Les gens sont fatigués et épuisés, ils se demandent s’ils vont continuer à faire le même métier. Ils en ont marre et subissent des pressions de leur hiérarchie pour que ça tourne.
Eric Henryà franceinfo
Les internes en réanimation sont, eux aussi, particulièrement exposés. Mais cet épuisement ne concerne pas que les soignants, il touche tous ceux qui gèrent cette épidémie de Covid-19.
"Une bulle" de bien-être
Marguerite est assistante médicale dans un hôpital parisien, à Saint-Joseph. Son métier est de caler les rendez-vous pour les opérations. Pour elle, cette troisième vague est celle de trop. "On l’a déjà vécu et ça recommence, on est encore avec des gens qui ont ce Covid, qui débordent... C'est cette répétition qui, pour moi, est difficile. Je pense qu’il y a des gens qui ne se rendent pas compte, tous les gens qui se réunissent, qui font comme si de rien n’était et qui ne pensent qu’à boire... Il faut un peu de solidarité ! il y a des gens qui sont dans les hôpitaux qui sont très fatigués et qui ne s’en vont pas."
Marguerite voit une psychologue dans un espace dédié que l'on appelle "la bulle". Il est installé au cœur de l’hôpital Saint-Joseph. Le personnel vient pour parler ou se reposer. Il y a même des fauteuils massants, du café et de la musique douce. Un espace indispensable, selon la psychologue Marilyn Houel : "Ils sont tous un peu démunis, stressés, inquiets. Ils doivent faire aussi face à l’agressivité des patients. Le Covid fait que les gens sont moins patients et moins tolérants. Le fait de venir ici permet de décompresser, de retrouver un petit peu de sérénité ou de bienveillance."
C'est un médecin de la douleur, Marguerite d’Ussel, qui a eu l’idée de créer cette "bulle". Elle pense qu’il faudra maintenir ce type de services après la crise. "Ce qui est certain, c’est que les conséquence psychiques, voire musculo–squelettiques, de cette crise vont durer, estime-t-elle.
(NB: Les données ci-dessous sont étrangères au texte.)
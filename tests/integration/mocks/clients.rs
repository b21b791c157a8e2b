use async_trait::async_trait;
use mockall::mock;

use chain_node_toolkit::{
	services::rewards::{ChainQueryClient, RewardError},
	utils::{CommandError, CommandExecutor},
};

mock! {
	pub ChainQueryClient {}

	#[async_trait]
	impl ChainQueryClient for ChainQueryClient {
		async fn annual_provisions(&self) -> Result<f64, RewardError>;
		async fn bonded_tokens(&self) -> Result<f64, RewardError>;
		async fn validator_addresses(&self) -> Result<Vec<String>, RewardError>;
		async fn outstanding_reward(&self, validator_address: &str) -> Result<f64, RewardError>;
	}
}

mock! {
	pub CommandExecutor {}

	#[async_trait]
	impl CommandExecutor for CommandExecutor {
		async fn execute(&self, args: &[String]) -> Result<String, CommandError>;
	}
}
Si on peut rester le plus longtemps ouverts comme un fonctionnement classique de l’hôpital, ce sera forcément nécessaire et bénéfique." D’autres "bulles" de bien-être ont été installées au CHU de Grenoble ou à Lille, mais ceux qui travaillent en réanimation et en soins intensifs n’en profitent pas car ils n’ont pas le temps. Or ce sont eux qui en auraient sans doute le plus besoin.